:: Problem to solve ::
Would you transcribe each of the entries exactly, with nothing added or dropped?

:: Data for review ::
--- START ---

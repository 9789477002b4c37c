//! Gap-aware replicated log
//!
//! Every node (the coordinator and each replica) owns exactly one log.
//! Indices are issued by the coordinator only; a node's own appends never
//! rebind an index to a different payload. Divergence between nodes is
//! repaired exclusively through [`reconcile`].

use parking_lot::RwLock;
use serde::{Deserialize, Serialize};
use std::collections::{BTreeMap, BTreeSet};
use std::sync::Arc;
use tokio::sync::watch;

/// One log position
#[derive(Debug, Clone, PartialEq, Eq, Serialize, Deserialize)]
pub struct LogEntry {
    pub index: u64,
    pub payload: String,
}

impl LogEntry {
    pub fn new(index: u64, payload: impl Into<String>) -> Self {
        Self {
            index,
            payload: payload.into(),
        }
    }

    /// Line shown by the read surfaces
    pub fn render(&self) -> String {
        format!("Message number - {}, message - {}", self.index, self.payload)
    }
}

/// Result of [`ReplicatedLog::append`]
#[derive(Debug, Clone, PartialEq, Eq)]
pub enum AppendOutcome {
    Inserted,
    /// Same index and payload already present
    Duplicate,
    /// Index bound to a different payload; nothing was written
    Conflict { existing: String },
    /// Index was deleted; it is never bound again
    Retired,
}

/// Ordered index → payload store.
///
/// Deleted indices are remembered as retired: they no longer carry a
/// payload but still count as present for [`is_contiguous`](Self::is_contiguous).
#[derive(Debug, Clone, Default)]
pub struct ReplicatedLog {
    entries: BTreeMap<u64, String>,
    retired: BTreeSet<u64>,
}

impl ReplicatedLog {
    pub fn new() -> Self {
        Self::default()
    }

    pub fn append(&mut self, index: u64, payload: &str) -> AppendOutcome {
        if self.retired.contains(&index) {
            return AppendOutcome::Retired;
        }
        match self.entries.get(&index) {
            Some(existing) if existing == payload => AppendOutcome::Duplicate,
            Some(existing) => AppendOutcome::Conflict {
                existing: existing.clone(),
            },
            None => {
                self.entries.insert(index, payload.to_string());
                AppendOutcome::Inserted
            }
        }
    }

    /// Delete an index, returning its payload if it was live.
    pub fn retire(&mut self, index: u64) -> Option<String> {
        self.retired.insert(index);
        self.entries.remove(&index)
    }

    pub fn get(&self, index: u64) -> Option<&str> {
        self.entries.get(&index).map(String::as_str)
    }

    pub fn len(&self) -> usize {
        self.entries.len()
    }

    pub fn is_empty(&self) -> bool {
        self.entries.is_empty()
    }

    /// First index never used by this log (live or retired).
    pub fn next_index(&self) -> u64 {
        let live = self.entries.keys().next_back().copied();
        let retired = self.retired.iter().next_back().copied();
        live.max(retired).map_or(0, |max| max + 1)
    }

    /// True iff the used indices form an unbroken range (or there are none).
    pub fn is_contiguous(&self) -> bool {
        let first_live = self.entries.keys().next().copied();
        let first_retired = self.retired.iter().next().copied();
        let min = match (first_live, first_retired) {
            (Some(live), Some(retired)) => live.min(retired),
            (Some(first), None) | (None, Some(first)) => first,
            (None, None) => return true,
        };
        // live and retired indices are disjoint
        let count = (self.entries.len() + self.retired.len()) as u64;
        self.next_index() - min == count
    }

    /// Live entries sorted by index
    pub fn snapshot(&self) -> Vec<LogEntry> {
        self.entries
            .iter()
            .map(|(index, payload)| LogEntry::new(*index, payload.clone()))
            .collect()
    }

    /// Live entries as an index → payload map (the sync wire form)
    pub fn to_map(&self) -> BTreeMap<u64, String> {
        self.entries.clone()
    }

    pub fn retired(&self) -> &BTreeSet<u64> {
        &self.retired
    }

    /// Install a merged log received from the coordinator.
    ///
    /// Every index in `retired` is retired locally. Every other merged key
    /// takes the merged value, unless this log retired it in the meantime.
    /// Local keys absent from the merge were appended after the snapshot
    /// was sent and are kept.
    pub fn adopt(&mut self, merged: BTreeMap<u64, String>, retired: &BTreeSet<u64>) {
        for index in retired {
            self.retire(*index);
        }
        for (index, payload) in merged {
            if !self.retired.contains(&index) {
                self.entries.insert(index, payload);
            }
        }
    }
}

/// Coordinator-biased merge of a replica's log into the coordinator's.
///
/// Keys both sides hold take the coordinator's payload, keys only the
/// coordinator holds are added, and keys only the replica holds are kept
/// unless the coordinator retired them.
pub fn reconcile(
    coordinator: &BTreeMap<u64, String>,
    retired: &BTreeSet<u64>,
    mut replica: BTreeMap<u64, String>,
) -> BTreeMap<u64, String> {
    replica.retain(|index, _| !retired.contains(index));
    for (index, payload) in coordinator {
        replica.insert(*index, payload.clone());
    }
    replica
}

/// A node's log behind a lock, with change notification for blocking readers.
#[derive(Clone)]
pub struct SharedLog {
    inner: Arc<RwLock<ReplicatedLog>>,
    changed: Arc<watch::Sender<u64>>,
}

impl Default for SharedLog {
    fn default() -> Self {
        Self::new()
    }
}

impl SharedLog {
    pub fn new() -> Self {
        let (changed, _) = watch::channel(0);
        Self {
            inner: Arc::new(RwLock::new(ReplicatedLog::new())),
            changed: Arc::new(changed),
        }
    }

    fn bump(&self) {
        self.changed.send_modify(|version| *version += 1);
    }

    pub fn append(&self, entry: &LogEntry) -> AppendOutcome {
        let outcome = self.inner.write().append(entry.index, &entry.payload);
        if outcome == AppendOutcome::Inserted {
            self.bump();
        }
        outcome
    }

    /// Bind `payload` to the next free index; index issue and insert are atomic.
    pub fn append_next(&self, payload: &str) -> LogEntry {
        let entry = {
            let mut log = self.inner.write();
            let index = log.next_index();
            log.append(index, payload);
            LogEntry::new(index, payload)
        };
        self.bump();
        entry
    }

    pub fn retire(&self, index: u64) -> Option<String> {
        let removed = self.inner.write().retire(index);
        self.bump();
        removed
    }

    /// Retire `index` only if it holds a live entry, in one step.
    pub fn retire_live(&self, index: u64) -> Option<String> {
        let removed = {
            let mut log = self.inner.write();
            log.get(index)?;
            log.retire(index)
        };
        self.bump();
        removed
    }

    pub fn get(&self, index: u64) -> Option<String> {
        self.inner.read().get(index).map(str::to_string)
    }

    pub fn len(&self) -> usize {
        self.inner.read().len()
    }

    pub fn is_empty(&self) -> bool {
        self.inner.read().is_empty()
    }

    pub fn is_contiguous(&self) -> bool {
        self.inner.read().is_contiguous()
    }

    pub fn snapshot(&self) -> Vec<LogEntry> {
        self.inner.read().snapshot()
    }

    pub fn to_map(&self) -> BTreeMap<u64, String> {
        self.inner.read().to_map()
    }

    /// Live entries and retired indices, read under one lock
    pub fn sync_view(&self) -> (BTreeMap<u64, String>, BTreeSet<u64>) {
        let log = self.inner.read();
        (log.to_map(), log.retired().clone())
    }

    pub fn adopt(&self, merged: BTreeMap<u64, String>, retired: &BTreeSet<u64>) {
        self.inner.write().adopt(merged, retired);
        self.bump();
    }

    /// Wait until the log has no gaps, then return its snapshot.
    pub async fn wait_contiguous(&self) -> Vec<LogEntry> {
        let mut rx = self.changed.subscribe();
        loop {
            {
                let log = self.inner.read();
                if log.is_contiguous() {
                    return log.snapshot();
                }
            }
            if rx.changed().await.is_err() {
                return self.snapshot();
            }
        }
    }
}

--- END ---

:: Reply ::
repository 9789477002b4c37c
//! Gap-aware replicated log
//!
//! Every node (the coordinator and each replica) owns exactly one log.
//! Indices are issued by the coordinator only; a node's own appends never
//! rebind an index to a different payload. Divergence between nodes is
//! repaired exclusively through [`reconcile`].

use parking_lot::RwLock;
use serde::{Deserialize, Serialize};
use std::collections::{BTreeMap, BTreeSet};
use std::sync::Arc;
use tokio::sync::watch;

/// One log position
#[derive(Debug, Clone, PartialEq, Eq, Serialize, Deserialize)]
pub struct LogEntry {
    pub index: u64,
    pub payload: String,
}

impl LogEntry {
    pub fn new(index: u64, payload: impl Into<String>) -> Self {
        Self {
            index,
            payload: payload.into(),
        }
    }

    /// Line shown by the read surfaces
    pub fn render(&self) -> String {
        format!("Message number - {}, message - {}", self.index, self.payload)
    }
}

/// Result of [`ReplicatedLog::append`]
#[derive(Debug, Clone, PartialEq, Eq)]
pub enum AppendOutcome {
    Inserted,
    /// Same index and payload already present
    Duplicate,
    /// Index bound to a different payload; nothing was written
    Conflict { existing: String },
    /// Index was deleted; it is never bound again
    Retired,
}

/// Ordered index → payload store.
///
/// Deleted indices are remembered as retired: they no longer carry a
/// payload but still count as present for [`is_contiguous`](Self::is_contiguous).
#[derive(Debug, Clone, Default)]
pub struct ReplicatedLog {
    entries: BTreeMap<u64, String>,
    retired: BTreeSet<u64>,
}

impl ReplicatedLog {
    pub fn new() -> Self {
        Self::default()
    }

    pub fn append(&mut self, index: u64, payload: &str) -> AppendOutcome {
        if self.retired.contains(&index) {
            return AppendOutcome::Retired;
        }
        match self.entries.get(&index) {
            Some(existing) if existing == payload => AppendOutcome::Duplicate,
            Some(existing) => AppendOutcome::Conflict {
                existing: existing.clone(),
            },
            None => {
                self.entries.insert(index, payload.to_string());
                AppendOutcome::Inserted
            }
        }
    }

    /// Delete an index, returning its payload if it was live.
    pub fn retire(&mut self, index: u64) -> Option<String> {
        self.retired.insert(index);
        self.entries.remove(&index)
    }

    pub fn get(&self, index: u64) -> Option<&str> {
        self.entries.get(&index).map(String::as_str)
    }

    pub fn len(&self) -> usize {
        self.entries.len()
    }

    pub fn is_empty(&self) -> bool {
        self.entries.is_empty()
    }

    /// First index never used by this log (live or retired).
    pub fn next_index(&self) -> u64 {
        let live = self.entries.keys().next_back().copied();
        let retired = self.retired.iter().next_back().copied();
        live.max(retired).map_or(0, |max| max + 1)
    }

    /// True iff the used indices form an unbroken range (or there are none).
    pub fn is_contiguous(&self) -> bool {
        let first_live = self.entries.keys().next().copied();
        let first_retired = self.retired.iter().next().copied();
        let min = match (first_live, first_retired) {
            (Some(live), Some(retired)) => live.min(retired),
            (Some(first), None) | (None, Some(first)) => first,
            (None, None) => return true,
        };
        // live and retired indices are disjoint
        let count = (self.entries.len() + self.retired.len()) as u64;
        self.next_index() - min == count
    }

    /// Live entries sorted by index
    pub fn snapshot(&self) -> Vec<LogEntry> {
        self.entries
            .iter()
            .map(|(index, payload)| LogEntry::new(*index, payload.clone()))
            .collect()
    }

    /// Live entries as an index → payload map (the sync wire form)
    pub fn to_map(&self) -> BTreeMap<u64, String> {
        self.entries.clone()
    }

    pub fn retired(&self) -> &BTreeSet<u64> {
        &self.retired
    }

    /// Install a merged log received from the coordinator.
    ///
    /// Every index in `retired` is retired locally. Every other merged key
    /// takes the merged value, unless this log retired it in the meantime.
    /// Local keys absent from the merge were appended after the snapshot
    /// was sent and are kept.
    pub fn adopt(&mut self, merged: BTreeMap<u64, String>, retired: &BTreeSet<u64>) {
        for index in retired {
            self.retire(*index);
        }
        for (index, payload) in merged {
            if !self.retired.contains(&index) {
                self.entries.insert(index, payload);
            }
        }
    }
}

/// Coordinator-biased merge of a replica's log into the coordinator's.
///
/// Keys both sides hold take the coordinator's payload, keys only the
/// coordinator holds are added, and keys only the replica holds are kept
/// unless the coordinator retired them.
pub fn reconcile(
    coordinator: &BTreeMap<u64, String>,
    retired: &BTreeSet<u64>,
    mut replica: BTreeMap<u64, String>,
) -> BTreeMap<u64, String> {
    replica.retain(|index, _| !retired.contains(index));
    for (index, payload) in coordinator {
        replica.insert(*index, payload.clone());
    }
    replica
}

/// A node's log behind a lock, with change notification for blocking readers.
#[derive(Clone)]
pub struct SharedLog {
    inner: Arc<RwLock<ReplicatedLog>>,
    changed: Arc<watch::Sender<u64>>,
}

impl Default for SharedLog {
    fn default() -> Self {
        Self::new()
    }
}

impl SharedLog {
    pub fn new() -> Self {
        let (changed, _) = watch::channel(0);
        Self {
            inner: Arc::new(RwLock::new(ReplicatedLog::new())),
            changed: Arc::new(changed),
        }
    }

    fn bump(&self) {
        self.changed.send_modify(|version| *version += 1);
    }

    pub fn append(&self, entry: &LogEntry) -> AppendOutcome {
        let outcome = self.inner.write().append(entry.index, &entry.payload);
        if outcome == AppendOutcome::Inserted {
            self.bump();
        }
        outcome
    }

    /// Bind `payload` to the next free index; index issue and insert are atomic.
    pub fn append_next(&self, payload: &str) -> LogEntry {
        let entry = {
            let mut log = self.inner.write();
            let index = log.next_index();
            log.append(index, payload);
            LogEntry::new(index, payload)
        };
        self.bump();
        entry
    }

    pub fn retire(&self, index: u64) -> Option<String> {
        let removed = self.inner.write().retire(index);
        self.bump();
        removed
    }

    /// Retire `index` only if it holds a live entry, in one step.
    pub fn retire_live(&self, index: u64) -> Option<String> {
        let removed = {
            let mut log = self.inner.write();
            log.get(index)?;
            log.retire(index)
        };
        self.bump();
        removed
    }

    pub fn get(&self, index: u64) -> Option<String> {
        self.inner.read().get(index).map(str::to_string)
    }

    pub fn len(&self) -> usize {
        self.inner.read().len()
    }

    pub fn is_empty(&self) -> bool {
        self.inner.read().is_empty()
    }

    pub fn is_contiguous(&self) -> bool {
        self.inner.read().is_contiguous()
    }

    pub fn snapshot(&self) -> Vec<LogEntry> {
        self.inner.read().snapshot()
    }

    pub fn to_map(&self) -> BTreeMap<u64, String> {
        self.inner.read().to_map()
    }

    /// Live entries and retired indices, read under one lock
    pub fn sync_view(&self) -> (BTreeMap<u64, String>, BTreeSet<u64>) {
        let log = self.inner.read();
        (log.to_map(), log.retired().clone())
    }

    pub fn adopt(&self, merged: BTreeMap<u64, String>, retired: &BTreeSet<u64>) {
        self.inner.write().adopt(merged, retired);
        self.bump();
    }

    /// Wait until the log has no gaps, then return its snapshot.
    pub async fn wait_contiguous(&self) -> Vec<LogEntry> {
        let mut rx = self.changed.subscribe();
        loop {
            {
                let log = self.inner.read();
                if log.is_contiguous() {
                    return log.snapshot();
                }
            }
            if rx.changed().await.is_err() {
                return self.snapshot();
            }
        }
    }
}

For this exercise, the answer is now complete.